- What the task requires: Output only the lines from the start of the entries through the line holding "for a in sweep_values(base_ma, ma_delta)". Each line must match the original exactly.

-------------------------

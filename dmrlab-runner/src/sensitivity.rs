//! Parameter sensitivity — how the ungated rotation reacts to each window.
//!
//! Each axis is swept over `base - 2δ ..= base + 2δ` in steps of `δ` with the
//! other window held at its base value. Swept values that drop to zero or
//! below are skipped; a zero base window is rejected.

use dmrlab_core::data::AlignedPair;
use dmrlab_core::engine::{EngineError, Simulator};
use serde::{Deserialize, Serialize};

use crate::config::check_windows;
use crate::runner::{run_backtest, RunError, DMR};

pub const DEFAULT_MOMENTUM_DELTA: usize = 5;
pub const DEFAULT_MA_DELTA: usize = 2;

#[derive(Debug, Clone, Copy, PartialEq, Serialize, Deserialize)]
pub struct SensitivityPoint {
    pub value: usize,
    pub sharpe: f64,
    pub total_return: f64,
    pub max_drawdown: f64,
}

#[derive(Debug, Clone, PartialEq, Serialize, Deserialize)]
pub struct SensitivityReport {
    pub base_momentum: usize,
    pub base_ma: usize,
    pub momentum: Vec<SensitivityPoint>,
    pub ma: Vec<SensitivityPoint>,
}

/// Sweep each window around its base value.
///
/// Values that leave no dates after warm-up are omitted from the report.
pub fn analyze_sensitivity(
    pair: &AlignedPair,
    simulator: &Simulator,
    base_momentum: usize,
    base_ma: usize,
    momentum_delta: usize,
    ma_delta: usize,
) -> Result<SensitivityReport, RunError> {
    check_windows("momentum", &[base_momentum])?;
    check_windows("ma", &[base_ma])?;

    let mut momentum = Vec::new();
    for m in sweep_values(base_momentum, momentum_delta) {
        momentum.extend(point(pair, simulator, m, base_ma, m)?);
    }
    let mut ma = Vec::new();
    for a in sweep_values(base_ma, ma_delta) {
        ma.extend(point(pair, simulator, base_momentum, a, a)?);
    }

    Ok(SensitivityReport {
        base_momentum,
        base_ma,
        momentum,
        ma,
    })
}

fn sweep_values(base: usize, delta: usize) -> Vec<usize> {
    let base = base as i64;
    let delta = delta as i64;
    let mut values: Vec<usize> = (-2..=2)
        .map(|k| base + k * delta)
        .filter(|&v| v > 0)
        .map(|v| v as usize)
        .collect();
    values.dedup();
    values
}

fn point(
    pair: &AlignedPair,
    simulator: &Simulator,
    momentum_window: usize,
    ma_window: usize,
    value: usize,
) -> Result<Option<SensitivityPoint>, RunError> {
    match run_backtest(pair, simulator, momentum_window, ma_window, None, DMR) {
        Ok(r) => Ok(Some(SensitivityPoint {
            value,
            sharpe: r.metrics.sharpe,
            total_return: r.metrics.total_return,
            max_drawdown: r.metrics.max_drawdown,
        })),
        Err(e @ RunError::Engine(EngineError::InsufficientData { .. })) => {
            tracing::debug!(momentum_window, ma_window, error = %e, "sensitivity point skipped");
            Ok(None)
        }
        Err(e) => Err(e),
    }
}
//! Domain types for dmrlab

pub mod bar;
pub mod position;
pub mod trade;

pub use bar::{Bar, BarError};
pub use position::{Asset, Position};
pub use trade::{ExitReason, Trade};
//! SignalRule — absolute-momentum filter plus relative-momentum pick.

use crate::data::AlignedPair;
use crate::domain::{Asset, Position};
use crate::indicators::{Indicator, Momentum, Sma};
use serde::{Deserialize, Serialize};
use std::fmt;
use thiserror::Error;

#[derive(Debug, Error, PartialEq)]
pub enum SignalError {
    #[error("{name} must be >= 1, got {value}")]
    InvalidWindow { name: &'static str, value: usize },
    #[error("not enough history: {required} dates required, {available} available")]
    InsufficientHistory { required: usize, available: usize },
}

/// One asset's view of the rule inputs on a single date.
#[derive(Debug, Clone, Copy, PartialEq, Serialize, Deserialize)]
pub struct AssetSnapshot {
    pub price: f64,
    pub momentum: f64,
    pub ma: f64,
}

impl AssetSnapshot {
    /// Absolute-momentum filter: above its average and trending up.
    /// NaN inputs never pass.
    pub fn passes(&self) -> bool {
        self.price > self.ma && self.momentum > 0.0
    }

    /// Distance of price from its moving average, as a fraction of the average.
    pub fn bias(&self) -> f64 {
        (self.price - self.ma) / self.ma
    }
}

/// Why the rule picked its target.
#[derive(Debug, Clone, Copy, PartialEq, Eq, Serialize, Deserialize)]
#[serde(rename_all = "snake_case")]
pub enum SignalReason {
    BothBullishAStronger,
    BothBullishBStronger,
    OnlyABullish,
    OnlyBBullish,
    NoValidSignal,
}

impl fmt::Display for SignalReason {
    fn fmt(&self, f: &mut fmt::Formatter<'_>) -> fmt::Result {
        let text = match self {
            SignalReason::BothBullishAStronger => "both assets bullish, A stronger",
            SignalReason::BothBullishBStronger => "both assets bullish, B stronger",
            SignalReason::OnlyABullish => "A bullish, B weak",
            SignalReason::OnlyBBullish => "B bullish, A weak",
            SignalReason::NoValidSignal => "no valid signal",
        };
        f.write_str(text)
    }
}

#[derive(Debug, Clone, Copy, PartialEq, Eq, Serialize, Deserialize)]
pub struct RuleDecision {
    pub target: Position,
    pub reason: SignalReason,
}

/// Dual-momentum rotation rule.
#[derive(Debug, Clone, Copy, PartialEq, Eq, Serialize, Deserialize)]
pub struct SignalRule {
    momentum_window: usize,
    ma_window: usize,
}

impl SignalRule {
    pub fn new(momentum_window: usize, ma_window: usize) -> Result<Self, SignalError> {
        if momentum_window == 0 {
            return Err(SignalError::InvalidWindow {
                name: "momentum_window",
                value: momentum_window,
            });
        }
        if ma_window == 0 {
            return Err(SignalError::InvalidWindow {
                name: "ma_window",
                value: ma_window,
            });
        }
        Ok(Self {
            momentum_window,
            ma_window,
        })
    }

    pub fn momentum_window(&self) -> usize {
        self.momentum_window
    }

    pub fn ma_window(&self) -> usize {
        self.ma_window
    }

    /// Index of the first evaluable date. Earlier dates are warm-up.
    pub fn warmup(&self) -> usize {
        self.momentum_window.max(self.ma_window) + 1
    }

    /// Pick a target from the two assets' snapshots.
    ///
    /// When both pass, A is chosen only on strictly greater momentum, so B
    /// wins exact ties.
    pub fn decide(&self, a: &AssetSnapshot, b: &AssetSnapshot) -> RuleDecision {
        let (target, reason) = match (a.passes(), b.passes()) {
            (true, true) if a.momentum > b.momentum => {
                (Position::AssetA, SignalReason::BothBullishAStronger)
            }
            (true, true) => (Position::AssetB, SignalReason::BothBullishBStronger),
            (true, false) => (Position::AssetA, SignalReason::OnlyABullish),
            (false, true) => (Position::AssetB, SignalReason::OnlyBBullish),
            (false, false) => (Position::Cash, SignalReason::NoValidSignal),
        };
        RuleDecision { target, reason }
    }

    /// Precompute momentum and moving-average series for both assets.
    pub fn precompute(&self, pair: &AlignedPair) -> RuleInputs {
        let series = |asset| {
            let closes = pair.closes(asset);
            AssetSeries {
                momentum: Momentum::new(self.momentum_window).compute(&closes),
                ma: Sma::new(self.ma_window).compute(&closes),
                closes,
            }
        };
        RuleInputs {
            rule: *self,
            a: series(Asset::A),
            b: series(Asset::B),
        }
    }
}

#[derive(Debug, Clone)]
struct AssetSeries {
    closes: Vec<f64>,
    momentum: Vec<f64>,
    ma: Vec<f64>,
}

/// Rule inputs precomputed over a whole aligned pair.
#[derive(Debug, Clone)]
pub struct RuleInputs {
    rule: SignalRule,
    a: AssetSeries,
    b: AssetSeries,
}

impl RuleInputs {
    pub fn len(&self) -> usize {
        self.a.closes.len()
    }

    pub fn is_empty(&self) -> bool {
        self.a.closes.is_empty()
    }

    pub fn snapshot(&self, asset: Asset, index: usize) -> AssetSnapshot {
        let series = match asset {
            Asset::A => &self.a,
            Asset::B => &self.b,
        };
        AssetSnapshot {
            price: series.closes[index],
            momentum: series.momentum[index],
            ma: series.ma[index],
        }
    }

    pub fn decide_at(&self, index: usize) -> RuleDecision {
        self.rule.decide(
            &self.snapshot(Asset::A, index),
            &self.snapshot(Asset::B, index),
        )
    }
}

#[cfg(test)]
mod tests {
    use super::*;
    use crate::indicators::make_bars;

    fn snap(price: f64, momentum: f64, ma: f64) -> AssetSnapshot {
        AssetSnapshot {
            price,
            momentum,
            ma,
        }
    }

    fn rule() -> SignalRule {
        SignalRule::new(20, 14).unwrap()
    }

    #[test]
    fn both_pass_picks_stronger() {
        let d = rule().decide(&snap(110.0, 0.05, 100.0), &snap(210.0, 0.03, 200.0));
        assert_eq!(d.target, Position::AssetA);
        assert_eq!(d.reason, SignalReason::BothBullishAStronger);

        let d = rule().decide(&snap(110.0, 0.02, 100.0), &snap(210.0, 0.03, 200.0));
        assert_eq!(d.target, Position::AssetB);
    }

    #[test]
    fn exact_tie_goes_to_b() {
        let d = rule().decide(&snap(110.0, 0.04, 100.0), &snap(210.0, 0.04, 200.0));
        assert_eq!(d.target, Position::AssetB);
        assert_eq!(d.reason, SignalReason::BothBullishBStronger);
    }

    #[test]
    fn single_pass_and_none() {
        let weak = snap(90.0, 0.05, 100.0);
        let strong = snap(110.0, 0.01, 100.0);
        assert_eq!(rule().decide(&strong, &weak).target, Position::AssetA);
        assert_eq!(rule().decide(&weak, &strong).target, Position::AssetB);
        let d = rule().decide(&weak, &snap(110.0, -0.01, 100.0));
        assert_eq!(d.target, Position::Cash);
        assert_eq!(d.reason, SignalReason::NoValidSignal);
    }

    #[test]
    fn nan_never_passes() {
        assert!(!snap(100.0, f64::NAN, 90.0).passes());
        assert!(!snap(100.0, 0.1, f64::NAN).passes());
    }

    #[test]
    fn price_equal_to_ma_fails() {
        assert!(!snap(100.0, 0.1, 100.0).passes());
    }

    #[test]
    fn warmup_is_longest_window_plus_one() {
        assert_eq!(SignalRule::new(20, 14).unwrap().warmup(), 21);
        assert_eq!(SignalRule::new(5, 30).unwrap().warmup(), 31);
    }

    #[test]
    fn zero_window_rejected() {
        assert!(matches!(
            SignalRule::new(0, 10),
            Err(SignalError::InvalidWindow { name: "momentum_window", .. })
        ));
        assert!(SignalRule::new(10, 0).is_err());
    }

    #[test]
    fn precomputed_inputs_are_defined_from_warmup() {
        let closes: Vec<f64> = (0..30).map(|i| 100.0 + i as f64).collect();
        let bars = make_bars(&closes);
        let pair = AlignedPair::align(&bars, &bars).unwrap();
        let rule = SignalRule::new(5, 3).unwrap();
        let inputs = rule.precompute(&pair);
        let first = inputs.snapshot(Asset::A, rule.warmup());
        assert!(first.momentum.is_finite() && first.ma.is_finite());
        // rising closes: both pass, equal momentum, B takes the tie
        assert_eq!(inputs.decide_at(rule.warmup()).target, Position::AssetB);
    }

    #[test]
    fn decision_is_deterministic() {
        let a = snap(101.0, 0.03, 99.0);
        let b = snap(55.0, 0.02, 50.0);
        assert_eq!(rule().decide(&a, &b), rule().decide(&a, &b));
    }
}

-------------------------

- Task output:
filename dmrlab-runner/src/sensitivity.rs
//! Parameter sensitivity — how the ungated rotation reacts to each window.
//!
//! Each axis is swept over `base - 2δ ..= base + 2δ` in steps of `δ` with the
//! other window held at its base value. Swept values that drop to zero or
//! below are skipped; a zero base window is rejected.

use dmrlab_core::data::AlignedPair;
use dmrlab_core::engine::{EngineError, Simulator};
use serde::{Deserialize, Serialize};

use crate::config::check_windows;
use crate::runner::{run_backtest, RunError, DMR};

pub const DEFAULT_MOMENTUM_DELTA: usize = 5;
pub const DEFAULT_MA_DELTA: usize = 2;

#[derive(Debug, Clone, Copy, PartialEq, Serialize, Deserialize)]
pub struct SensitivityPoint {
    pub value: usize,
    pub sharpe: f64,
    pub total_return: f64,
    pub max_drawdown: f64,
}

#[derive(Debug, Clone, PartialEq, Serialize, Deserialize)]
pub struct SensitivityReport {
    pub base_momentum: usize,
    pub base_ma: usize,
    pub momentum: Vec<SensitivityPoint>,
    pub ma: Vec<SensitivityPoint>,
}

/// Sweep each window around its base value.
///
/// Values that leave no dates after warm-up are omitted from the report.
pub fn analyze_sensitivity(
    pair: &AlignedPair,
    simulator: &Simulator,
    base_momentum: usize,
    base_ma: usize,
    momentum_delta: usize,
    ma_delta: usize,
) -> Result<SensitivityReport, RunError> {
    check_windows("momentum", &[base_momentum])?;
    check_windows("ma", &[base_ma])?;

    let mut momentum = Vec::new();
    for m in sweep_values(base_momentum, momentum_delta) {
        momentum.extend(point(pair, simulator, m, base_ma, m)?);
    }
    let mut ma = Vec::new();
    for a in sweep_values(base_ma, ma_delta) {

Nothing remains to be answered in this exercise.